People aren't as religious as they used to be.
The decline of these traditional belief systems is a tragedy for some and a cause for celebration for others. There is an element of it that causes a problem for everybody, though. As the old religious ties that bind decline, the communities associated with them start to go too. This isn't to say that a neighborhood without a church will immediately start to decay into poverty, violence, and misery but that the social element of these organizations was essential to people and without it, we've got problems.
Twenty years ago, Robert Putnam argued that Americans were starting to suffer from too much alone time and too little community connection in his book Bowling Alone. He wouldn't be shocked by what we see today.
Twenty-two percent of millennials say they have no friends, and the elderly are cripplingly lonely too. People aren't as involved in community organizations as they used to be. These things are terrible for both our health and communities. While the reasons for this aren't well known, the decline in social capital Putnam described probably has something to do with it.
While the decline of religious belief and attendance at mainstream churches in general isn't the only reason for this decline, the traditional place of religion in American life means that lower church attendance can be a destabilizing factor. Say what you will about churches, they were great generators of social capital.But nothing in that theory of social capital demands that we go back to the previous model of generating said capital. New systems that create community can do the trick too. As old ideas and ways of connecting with others fall apart, new ones rise to replace them; among them is the famous and infamous philosophy of secular humanism.
What is secular humanism?
The people over at the Center for Inquiry define secular humanism as "A comprehensive, nonreligious lifestance." They further explain this by saying:
"Secular humanism is a lifestance, or what Council for Secular Humanism founder Paul Kurtz has termed a eupraxsophy: a body of principles suitable for orienting a complete human life. As a secular lifestance, secular humanism incorporates the Enlightenment principle of individualism, which celebrates emancipating the individual from traditional controls by family, church, and state, increasingly empowering each of us to set the terms of his or her own life."

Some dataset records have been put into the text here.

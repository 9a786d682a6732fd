//! libgit2-backed diff between two commits of a local clone.
//!
//! Produces the same unified patch text `git diff <base> <head>` prints,
//! without spawning a `git` process.

use std::path::Path;

use git2::{Diff, DiffFormat, DiffOptions, ErrorCode, Repository, Tree};

use super::DiffError;

/// Diff the trees of `base` and `head` in the repository containing `repo_path`.
///
/// Both revisions must already be present locally; shallow CI checkouts
/// usually need the full history fetched first.
pub fn diff_commits(repo_path: &Path, base: &str, head: &str) -> Result<String, DiffError> {
    let repo = Repository::discover(repo_path).map_err(|source| DiffError::OpenRepo {
        path: repo_path.to_path_buf(),
        source,
    })?;

    let base_tree = commit_tree(&repo, base)?;
    let head_tree = commit_tree(&repo, head)?;

    let mut opts = DiffOptions::new();
    opts.context_lines(3);
    let diff = repo.diff_tree_to_tree(Some(&base_tree), Some(&head_tree), Some(&mut opts))?;

    render_patch(&diff)
}

/// Resolve `rev` to the tree of the commit it names.
fn commit_tree<'r>(repo: &'r Repository, rev: &str) -> Result<Tree<'r>, DiffError> {
    let object = repo.revparse_single(rev).map_err(|e| match e.code() {
        ErrorCode::NotFound | ErrorCode::InvalidSpec => DiffError::MissingCommit(rev.to_string()),
        _ => DiffError::Git(e),
    })?;
    Ok(object.peel_to_tree()?)
}

/// Print a diff as unified patch text.
fn render_patch(diff: &Diff<'_>) -> Result<String, DiffError> {
    let mut out = String::new();
    diff.print(DiffFormat::Patch, |_delta, _hunk, line| {
        // File and hunk headers carry their own text; content lines need
        // their origin marker restored.
        if let origin @ ('+' | '-' | ' ') = line.origin() {
            out.push(origin);
        }
        out.push_str(&String::from_utf8_lossy(line.content()));
        true
    })?;
    Ok(out)
}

The American Humanist Association has a similar definition, calling the life stance:
"A progressive philosophy of life that, without theism and other supernatural beliefs, affirms our ability and responsibility to lead ethical lives of personal fulfillment that aspire to the greater good of humanity."
How is this different from atheism?
Atheism means one thing and one thing only, the non-belief in any deity. It doesn't mean anything further than that. This is how you can get people as different as Joseph Stalin, Ayn Rand, and Carl Sagan to all fit into the Atheist category.
While people of all persuasions try to argue that this non-belief necessarily leads a non-believer to support other positions, these arguments fall short. If atheism did inevitably lead to other specific believes and values, the diversity of ideologies seen in the above three examples should be impossible.
There isn't even just one kind of atheism; there are several based on precisely what a person doesn't believe in and how they came to that stance.
Secular humanism, on the other hand, makes several claims. It advances a consequentialist ethics system; it affirms the values of self-realization, cosmopolitanism, individualism, and critical thinking; it places a value on social justice; and it praises a dedication to the use of reason and the search for truth.
These stances are ones that many atheists will support, but not ones that they must support. Many will reject them outright. In this way, while secular humanists are typically atheistic, non-theistic, or agnostic, not all atheists, agnostics, or non-theists are going to be secular humanists.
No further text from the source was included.